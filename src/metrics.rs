//! Prometheus metrics for extraction runs
//!
//! The `metrics` macros are no-ops until a recorder is installed, so
//! library users that never call [`init_metrics`] record nothing.
//! With `--metrics-addr` the CLI installs an exporter that serves
//! `/metrics` for the lifetime of the run.

use metrics::{counter, describe_counter, describe_histogram, histogram, Unit};
use metrics_exporter_prometheus::PrometheusBuilder;
use once_cell::sync::Lazy;
use std::net::SocketAddr;
use std::sync::atomic::{AtomicU64, Ordering};
use std::time::{Duration, Instant};
use tokio::sync::Mutex;
use tracing::{debug, info, warn};

use crate::FetchStatus;

/// Metric names exported by the extractor
pub mod names {
    /// API requests by endpoint and status
    pub const REQUESTS: &str = "energy_api_requests_total";
    /// API responses with status 429
    pub const THROTTLED: &str = "energy_api_throttled_total";
    /// Retries scheduled, by attempt number
    pub const RETRIES: &str = "energy_api_retries_total";
    /// Latency of a single API attempt
    pub const REQUEST_SECONDS: &str = "energy_api_request_duration_seconds";
    /// Sleep before a retry
    pub const BACKOFF_SECONDS: &str = "energy_api_backoff_duration_seconds";
    /// Series outcomes by fetch status
    pub const SERIES: &str = "energy_series_fetched_total";
    /// Wall-clock time of a full extraction
    pub const EXTRACTION_SECONDS: &str = "energy_extraction_duration_seconds";
}

const COUNTERS: [(&str, &str); 4] = [
    (names::REQUESTS, "Requests sent to the metering API"),
    (names::THROTTLED, "Responses with status 429"),
    (names::RETRIES, "Retries scheduled after a failed attempt"),
    (names::SERIES, "Series fetched, by outcome"),
];

const HISTOGRAMS: [(&str, &str); 3] = [
    (names::REQUEST_SECONDS, "Duration of one metering API attempt"),
    (names::BACKOFF_SECONDS, "Backoff slept before a retry"),
    (names::EXTRACTION_SECONDS, "Duration of a full extraction run"),
];

static EXPORTER_INSTALLED: Lazy<Mutex<bool>> = Lazy::new(|| Mutex::new(false));

static NEXT_REQUEST_ID: AtomicU64 = AtomicU64::new(1);

/// Install the Prometheus exporter on `addr`
///
/// Calling this again after a successful install does nothing.
///
/// # Errors
/// Returns [`MetricsError::InstallError`] when the listener cannot bind or
/// another recorder is already installed.
pub async fn init_metrics(addr: SocketAddr) -> Result<(), MetricsError> {
    let mut installed = EXPORTER_INSTALLED.lock().await;
    if *installed {
        debug!(%addr, "Prometheus exporter already installed");
        return Ok(());
    }

    PrometheusBuilder::new()
        .with_http_listener(addr)
        .install()
        .map_err(|e| MetricsError::InstallError(e.to_string()))?;

    for (name, help) in COUNTERS {
        describe_counter!(name, Unit::Count, help);
    }
    for (name, help) in HISTOGRAMS {
        describe_histogram!(name, Unit::Seconds, help);
    }

    *installed = true;
    info!(%addr, "Serving Prometheus metrics");
    Ok(())
}

/// Whether [`init_metrics`] has installed the exporter
pub async fn is_initialized() -> bool {
    *EXPORTER_INSTALLED.lock().await
}

/// Metrics errors
#[derive(Debug, thiserror::Error)]
pub enum MetricsError {
    /// Exporter installation failed
    #[error("failed to install Prometheus exporter: {0}")]
    InstallError(String),
}

/// Process-unique id attached to request log lines
pub fn generate_correlation_id() -> String {
    let id = NEXT_REQUEST_ID.fetch_add(1, Ordering::Relaxed);
    format!("req-{id:08x}")
}

/// Times one API attempt and records its outcome when finished
#[derive(Debug)]
pub struct RequestTimer {
    endpoint: String,
    attempt: u32,
    correlation_id: String,
    started: Instant,
}

impl RequestTimer {
    /// Start timing `attempt` (1-based) against `endpoint`
    pub fn start(endpoint: impl Into<String>, attempt: u32) -> Self {
        let timer = Self {
            endpoint: endpoint.into(),
            attempt,
            correlation_id: generate_correlation_id(),
            started: Instant::now(),
        };
        debug!(
            correlation_id = %timer.correlation_id,
            endpoint = %timer.endpoint,
            attempt,
            "API request sent"
        );
        timer
    }

    /// Correlation id of this attempt
    pub fn correlation_id(&self) -> &str {
        &self.correlation_id
    }

    /// The server answered with `status`
    pub fn finish_status(self, status: u16) {
        if status == 429 {
            counter!(names::THROTTLED, "endpoint" => self.endpoint.clone()).increment(1);
            warn!(
                correlation_id = %self.correlation_id,
                endpoint = %self.endpoint,
                attempt = self.attempt,
                "Metering API throttled the request"
            );
        }
        self.finish(status.to_string());
    }

    /// The attempt failed before a status arrived
    pub fn finish_transport_error(self) {
        self.finish("network_error".to_string());
    }

    fn finish(self, status: String) {
        let elapsed = self.started.elapsed();
        histogram!(names::REQUEST_SECONDS, "endpoint" => self.endpoint.clone())
            .record(elapsed.as_secs_f64());
        debug!(
            correlation_id = %self.correlation_id,
            status = %status,
            elapsed_ms = elapsed.as_millis() as u64,
            "API request finished"
        );
        counter!(names::REQUESTS, "endpoint" => self.endpoint, "status" => status).increment(1);
    }
}

/// Count a retry and the backoff slept before it
pub fn record_retry_backoff(delay: Duration, attempt: u32) {
    counter!(names::RETRIES, "attempt" => attempt.to_string()).increment(1);
    histogram!(names::BACKOFF_SECONDS).record(delay.as_secs_f64());
}

/// Count one series outcome
pub fn record_series_outcome(status: &FetchStatus) {
    counter!(names::SERIES, "status" => status.label()).increment(1);
}

/// Record how long a full extraction took
pub fn record_extraction_duration(elapsed: Duration) {
    histogram!(names::EXTRACTION_SECONDS).record(elapsed.as_secs_f64());
}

⁂

What this task involves: Only lines holding the word "sent" are wanted here; copy each from the listing.

Finished exercise:
    (names::REQUESTS, "Requests sent to the metering API"),
            "API request sent"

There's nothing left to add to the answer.